“You can feel good in contrast to the hard times you’re in.” -unknown
Today was one of those days where fear, uncertainty, and exhaustion took over, and I cried. . . and cried. . . and cried. I’m so tired of life being hard. I’m tired of feeling like I’m always surviving, adapting, shifting, and trying. Even having faith in my dreams feels impossible right now, because making it from the start to finish of each day feels like a week’s worth of trials. I work and work and work for what? To do it all over again tomorrow? There’s a heaviness in every aspect of life right now, a constant need to be positive in the face of the unknown, and the necessity to instantly pivot emotionally, mentally, and physically whenever another unexpected hurdle appears so that everything doesn’t disintegrate into madness. I’m really good at rising up and doing whatever necessary to provide for my family and get shit done, but sometimes I hit a wall, and today I desperately wished I could fall down, walk away, and take a break. But there’s no room in my world for me to crumble, and no one to step-in and pick-up the pieces or be strong when I’m weak, so I battle through the moments of crushing fear, worry, and loneliness until I’m back to feeling strong again. Today was hard as hell. My heart felt so heavy and hopeless as I attempted to make sense out of new oppositions and new changes forced upon me. I’m living in the kind of emotional exhaustion that feels like sleep walking through my life, and as the challenges of balancing full-time at-home work with the needs of my children continues, the heaviness increases. I feel like I’m not doing anything in my life well-enough, and that stresses me out and pisses me off. My sleep is restless and my heart is desperate for peace and reassurance. Most days the only things I feel like I’m doing well is eating healthy and consistently working out. Fitness is my escape; the place where I feel stable, focused, challenged, accomplished, and able to release my pent-up stress and anxiety.

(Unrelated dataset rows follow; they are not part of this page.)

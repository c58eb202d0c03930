//! Core constants for the interview experience service.
//!
//! This module centralizes the limits enforced by the validation layer, the
//! listing defaults applied when a caller omits pagination parameters, and
//! the blob store namespace that groups every uploaded attachment.
//!
//! # Usage
//!
//! ```
//! use interview_core::constants::*;
//!
//! assert_eq!(DEFAULT_PAGE_SIZE, 10);
//! assert_eq!(DEFAULT_SORT_BY, "updatedAt");
//!
//! fn title_fits(title: &str) -> bool {
//!     (MIN_TITLE_LENGTH..=MAX_TITLE_LENGTH).contains(&title.chars().count())
//! }
//! assert!(title_fits("Backend round"));
//! ```

// ============================================================================
// Listing Defaults
// ============================================================================

/// Page number used when the caller does not supply one (0-based).
pub const DEFAULT_PAGE_NUMBER: u32 = 0;

/// Page size used when the caller does not supply one.
pub const DEFAULT_PAGE_SIZE: u32 = 10;

/// Sort field used when the caller does not supply one.
///
/// Must be a name accepted by [`crate::SortField`].
pub const DEFAULT_SORT_BY: &str = "updatedAt";

/// Sort direction used when the caller does not supply one.
pub const DEFAULT_SORT_DIR: &str = "asc";

// ============================================================================
// Attachment Storage
// ============================================================================

/// Blob store namespace under which every interview attachment is stored.
///
/// Object keys take the form `interview-experience/{uuid}_{filename}`.
pub const ATTACHMENT_NAMESPACE: &str = "interview-experience";

/// Content types accepted for attachments (compared case-insensitively).
///
/// `image/jpg` is not a registered media type but browsers and some HTTP
/// clients still send it, so it is accepted as an alias of `image/jpeg`.
pub const ALLOWED_IMAGE_TYPES: [&str; 5] = [
    "image/jpeg",
    "image/jpg",
    "image/png",
    "image/gif",
    "image/webp",
];

/// Largest attachment accepted, in bytes (5 MiB).
pub const MAX_ATTACHMENT_BYTES: usize = 5 * 1024 * 1024;

/// Filename hint used for attachments uploaded without one.
pub const DEFAULT_ATTACHMENT_FILENAME: &str = "attachment";

// ============================================================================
// Field Limits
// ============================================================================

/// Minimum title length in characters.
pub const MIN_TITLE_LENGTH: usize = 3;

/// Maximum title length in characters.
pub const MAX_TITLE_LENGTH: usize = 100;

/// Minimum content length in characters.
pub const MIN_CONTENT_LENGTH: usize = 10;

/// Maximum owner name length in characters (matches the column width).
pub const MAX_OWNER_NAME_LENGTH: usize = 100;

/// Maximum owner email length in characters (matches the column width).
pub const MAX_OWNER_EMAIL_LENGTH: usize = 150;

/// Maximum company tag length in characters (matches the column width).
pub const MAX_COMPANY_TAG_LENGTH: usize = 200;

// ============================================================================
// HTTP
// ============================================================================

/// Header carrying the authenticated owner's email, set by the gateway.
pub const OWNER_EMAIL_HEADER: &str = "x-user-email";
//! Error types for attachment store operations.

/// Result type alias for attachment store operations.
pub type Result<T> = std::result::Result<T, AttachmentError>;

/// Errors that can occur while talking to the attachment store.
#[derive(Debug, Clone, PartialEq, Eq, thiserror::Error)]
pub enum AttachmentError {
    /// The store could not be reached or rejected the request
    /// (transport, credentials, permissions).
    #[error("Attachment store unavailable: {message}")]
    Unavailable { message: String },

    /// The URL was not issued by this store, so no key can be derived from it.
    #[error("URL does not belong to this attachment store: {url}")]
    ForeignUrl { url: String },

    /// The store is misconfigured.
    #[error("Configuration error: {message}")]
    Configuration { message: String },
}

impl AttachmentError {
    /// Create a new unavailable error.
    pub fn unavailable(message: impl Into<String>) -> Self {
        Self::Unavailable {
            message: message.into(),
        }
    }

    /// Create a new foreign URL error.
    pub fn foreign_url(url: impl Into<String>) -> Self {
        Self::ForeignUrl { url: url.into() }
    }

    /// Create a new configuration error.
    pub fn configuration(message: impl Into<String>) -> Self {
        Self::Configuration {
            message: message.into(),
        }
    }

    /// Whether the error came from the remote store rather than the caller.
    pub fn is_unavailable(&self) -> bool {
        matches!(self, Self::Unavailable { .. })
    }
}

#[cfg(test)]
mod tests {
    use super::*;

    #[test]
    fn test_unavailable_error() {
        let error = AttachmentError::unavailable("connection refused");
        assert!(error.is_unavailable());
        assert_eq!(
            error.to_string(),
            "Attachment store unavailable: connection refused"
        );
    }

    #[test]
    fn test_foreign_url_error() {
        let error = AttachmentError::foreign_url("https://elsewhere.example/x.png");
        assert!(!error.is_unavailable());
        assert_eq!(
            error.to_string(),
            "URL does not belong to this attachment store: https://elsewhere.example/x.png"
        );
    }

    #[test]
    fn test_configuration_error() {
        let error = AttachmentError::configuration("bucket is required");
        assert!(matches!(error, AttachmentError::Configuration { .. }));
    }
}
//! Runtime selection of the attachment store.

use bytes::Bytes;
use serde::Deserialize;
use tracing::info;

use crate::error::{AttachmentError, Result};
use crate::memory::{DEFAULT_MEMORY_BASE_URL, MemoryAttachmentStore};
use crate::s3::{S3AttachmentStore, S3Config};
use crate::store::AttachmentStore;

/// Which store implementation to run.
#[derive(Debug, Clone, Copy, Default, PartialEq, Eq, Deserialize)]
#[serde(rename_all = "lowercase")]
pub enum BackendKind {
    S3,
    #[default]
    Memory,
}

/// `[attachments]` configuration section.
#[derive(Debug, Clone, PartialEq, Eq, Deserialize)]
#[serde(default)]
pub struct AttachmentConfig {
    pub backend: BackendKind,
    pub bucket: Option<String>,
    pub region: Option<String>,
    pub endpoint_url: Option<String>,
    pub public_base_url: Option<String>,
}

impl Default for AttachmentConfig {
    fn default() -> Self {
        Self {
            backend: BackendKind::Memory,
            bucket: None,
            region: None,
            endpoint_url: None,
            public_base_url: None,
        }
    }
}

impl AttachmentConfig {
    fn s3_config(&self) -> Result<S3Config> {
        let bucket = self
            .bucket
            .clone()
            .ok_or_else(|| AttachmentError::configuration("attachments.bucket is required for the s3 backend"))?;
        let region = self
            .region
            .clone()
            .ok_or_else(|| AttachmentError::configuration("attachments.region is required for the s3 backend"))?;

        let mut config = S3Config::new(bucket, region);
        if let Some(endpoint) = &self.endpoint_url {
            config = config.with_endpoint_url(endpoint);
        }
        if let Some(base) = &self.public_base_url {
            config = config.with_public_base_url(base);
        }
        Ok(config)
    }
}

/// Attachment store chosen from configuration.
#[derive(Debug, Clone)]
pub enum AttachmentBackend {
    S3(S3AttachmentStore),
    Memory(MemoryAttachmentStore),
}

impl AttachmentBackend {
    /// Build the configured store.
    ///
    /// # Errors
    ///
    /// Returns [`AttachmentError::Configuration`] if the S3 backend is
    /// selected without a bucket or region.
    pub async fn from_config(config: &AttachmentConfig) -> Result<Self> {
        match config.backend {
            BackendKind::S3 => {
                let store = S3AttachmentStore::connect(config.s3_config()?).await?;
                Ok(Self::S3(store))
            }
            BackendKind::Memory => {
                let base = config
                    .public_base_url
                    .as_deref()
                    .unwrap_or(DEFAULT_MEMORY_BASE_URL);
                info!(base_url = %base, "using in-memory attachment store");
                Ok(Self::Memory(MemoryAttachmentStore::with_base_url(base)))
            }
        }
    }

    pub fn kind(&self) -> BackendKind {
        match self {
            Self::S3(_) => BackendKind::S3,
            Self::Memory(_) => BackendKind::Memory,
        }
    }
}

impl From<MemoryAttachmentStore> for AttachmentBackend {
    fn from(store: MemoryAttachmentStore) -> Self {
        Self::Memory(store)
    }
}

impl From<S3AttachmentStore> for AttachmentBackend {
    fn from(store: S3AttachmentStore) -> Self {
        Self::S3(store)
    }
}

impl AttachmentStore for AttachmentBackend {
    async fn upload(
        &self,
        namespace: &str,
        bytes: Bytes,
        content_type: &str,
        filename: &str,
    ) -> Result<String> {
        match self {
            Self::S3(store) => store.upload(namespace, bytes, content_type, filename).await,
            Self::Memory(store) => store.upload(namespace, bytes, content_type, filename).await,
        }
    }

    async fn delete(&self, url: &str) -> Result<()> {
        match self {
            Self::S3(store) => store.delete(url).await,
            Self::Memory(store) => store.delete(url).await,
        }
    }
}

Within the sorrow and emotional heaviness there’s a part of me that knows I’ll get through this, and tomorrow won’t feel as raw as today. I know that I’m often happy, excited, and inspired while facing all the same challenges that are too much for me to handle today. It’s helpful to have a flicker of hope when everything feels like it’s crashing down and too much to face, but the reality is that even when I wake up tomorrow and my spirit feels stronger and more hopeful, the same set of difficult circumstances will be waiting for me.
I want to change the circumstances so I don’t have to keep digging up the strength to continue fighting the same fight.
I vented to a friend today: “I’m tired of having to be strong” and “I’m not doing anything in my life well enough”, and as the words left my mouth I felt guilty for complaining. Everyone is going through unprecedented hardship right now. Everyone is facing uncertainty. It could be so much worse. I realized that I have extremely high expectations on myself in every area of my life: professionally, for my family & friends, and for my own growth and self-care. I can’t be 500% everyday, yet that’s the pressure I continually placing upon myself. I often feel resentment toward myself for not accomplishing more in a day, or for not exceeding expectations, or for not handling a situation with more patience or grace, or for wishing I could fast-forward through this challenging season of life.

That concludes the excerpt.